Género y Homolesbofóbia
CIPAC/DDHH
El machismo ha marcado a las sociedades en los últimos milenios, éste exige la heterosexualidad como la única alternativa "normal y natural" de la expresión de la sexualidad humana y los mandatos del "deber ser", de acuerdo exclusivamente al sexo biológico de las personas. Al ser los gays y las lesbianas transgresores del sistema, se les cobra una cuota por cuestionar la supremacía patriarcal, el poder de lo masculino sobre lo femenino.
La sociedad patriarcal, machista y heterosexista ha creado dentro de un imaginario, el perfil de lo que es un gay o una lesbiana, a éstos se les considera seres encerrados en cuerpos equivocados, patologizando cualquier expresión de la sexualidad que no sea heterosexual, como además, el sistema es misógino, los hombres gays son vistos como traidores y las lesbianas como ilusorias por querer alcanzar un lugar que no les pertenece.El sistema patriarcal se encuentra internalizado en la sociedad y fortalecido por aquellas instituciones que sobreviven gracias a un sistema misógino y homolesbofóbico, este odio contra los gays y lesbianas es reproducido a través de mitos y estereotipos, hechos a conveniencia del sistema y no necesariamente de lo que realmente significa tener una u otra orientación sexual. Los discursos de la monogamia, la unión de dos personas para la reproducción, el pecado y la culpa como producto del disfrute de la sexualidad, son mensajes que logran vender como verdades absolutas, una supuesta heterosexualidad ideal.
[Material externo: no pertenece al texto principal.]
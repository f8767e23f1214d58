//! `{method, arguments?}` request and `{result, arguments?}` response
//! envelopes.

use serde_json::{json, Value};

/// Encode a request envelope. `arguments` is omitted when `None`.
pub fn request_body(method: &str, arguments: Option<Value>) -> String {
    let mut body = json!({ "method": method });
    if let Some(args) = arguments {
        body["arguments"] = args;
    }
    body.to_string()
}

/// A response is successful iff its top-level object has `result` equal to
/// exactly `"success"`.
pub fn response_success(body: &str) -> bool {
    if body.is_empty() {
        return false;
    }
    serde_json::from_str::<Value>(body)
        .ok()
        .and_then(|v| v.get("result").and_then(Value::as_str).map(|r| r == "success"))
        .unwrap_or(false)
}

/// The `arguments` object of a response, if any.
pub fn response_arguments(body: &str) -> Option<Value> {
    let mut value: Value = serde_json::from_str(body).ok()?;
    let args = value.get_mut("arguments")?.take();
    args.is_object().then_some(args)
}
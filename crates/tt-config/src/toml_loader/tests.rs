//! Tests for TOML config loading, creation, and path resolution.

use super::*;
use std::path::Path;

#[test]
fn load_from_nonexistent_returns_parse_error() {
    let result = load_from_path(Path::new("/tmp/nonexistent_tt_config.toml"));
    let err = result.unwrap_err();
    assert!(matches!(err, tt_common::ConfigError::ParseError(_)));
}

#[test]
fn load_valid_partial_toml() {
    let dir = tempfile::tempdir().unwrap();
    let path = dir.path().join("config.toml");
    std::fs::write(
        &path,
        r#"
[daemon]
port = 9091
token = "abc123"

[window]
close_to_tray = true
"#,
    )
    .unwrap();

    let config = load_from_path(&path).unwrap();
    assert_eq!(config.daemon.port, 9091);
    assert_eq!(config.daemon.token, "abc123");
    assert!(config.window.close_to_tray);
    // Defaults preserved
    assert_eq!(config.daemon.host, "127.0.0.1");
    assert_eq!(config.window.width, 1280);
}

#[test]
fn load_invalid_toml_returns_parse_error() {
    let dir = tempfile::tempdir().unwrap();
    let path = dir.path().join("config.toml");
    std::fs::write(&path, "this is not valid toml {{{").unwrap();

    let err = load_from_path(&path).unwrap_err();
    assert!(matches!(err, tt_common::ConfigError::ParseError(_)));
}

#[test]
fn load_with_invalid_values_returns_parsed_config() {
    let dir = tempfile::tempdir().unwrap();
    let path = dir.path().join("config.toml");
    std::fs::write(&path, "[window]\nwidth = 10\n").unwrap();

    let config = load_from_path(&path).unwrap();
    assert_eq!(config.window.width, 10);
}

#[test]
fn create_and_load_default_config() {
    let dir = tempfile::tempdir().unwrap();
    let path = config_path_in(dir.path());

    assert!(create_default_config(&path).unwrap());
    assert!(path.exists());

    let config = load_from_path(&path).unwrap();
    assert_eq!(config.daemon.host, "127.0.0.1");
    assert!(config.startup.auto_open);
    assert!(crate::validation::validate(&config).is_ok());
}

#[test]
fn default_template_is_fully_commented() {
    let template = template::default_config_toml();
    let parsed: crate::HostConfig = toml::from_str(&template).unwrap();
    assert_eq!(parsed.startup.poll_interval_ms, 1_000);
}

#[test]
fn default_config_path_ends_with_app_dir() {
    let path = default_config_path().unwrap();
    assert_eq!(path.file_name().unwrap(), "config.toml");
    assert!(path.parent().unwrap().ends_with(APP_DIR_NAME));
}

#[test]
fn existing_config_is_never_overwritten() {
    let dir = tempfile::tempdir().unwrap();
    let path = config_path_in(dir.path());
    std::fs::create_dir_all(path.parent().unwrap()).unwrap();
    std::fs::write(&path, "[daemon]\nport = 4242\n").unwrap();

    assert!(!create_default_config(&path).unwrap());
    assert_eq!(load_from_path(&path).unwrap().daemon.port, 4242);
}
Según el machismo, los seres humanos se encuentran colocados en categorías, no es lo mismo ser hombre heterosexual a ser mujer heterosexual, de la misma forma los hombres gays y las mujeres lesbianas no son considerados hombres ni mujeres, por lo que para el sistema éstos se encuentran en categorías inferiores, como de alguna forma se ha hecho en el pasado con los negros y las negras, las personas con discapacidad, entre otros.Para los hombres heterosexuales, es tan importante confirmar ante los demás y ante si mismos su heterosexualidad, que constantemente atacan física y psicológicamente a todo aquello que para ellos significa "femenino", no solo considerando a las mujeres como objetos, sino, a aquellos hombres que podrían hacerles cuestionar su "masculinidad".
Las mujeres heterosexuales por su parte, se convierten en las cómplices perfectas de este sistema de segregación, no sólo reproduciéndolo, sino que también al cuestionar la feminidad de las mujeres lesbianas y su rol entre la sociedad "ideal".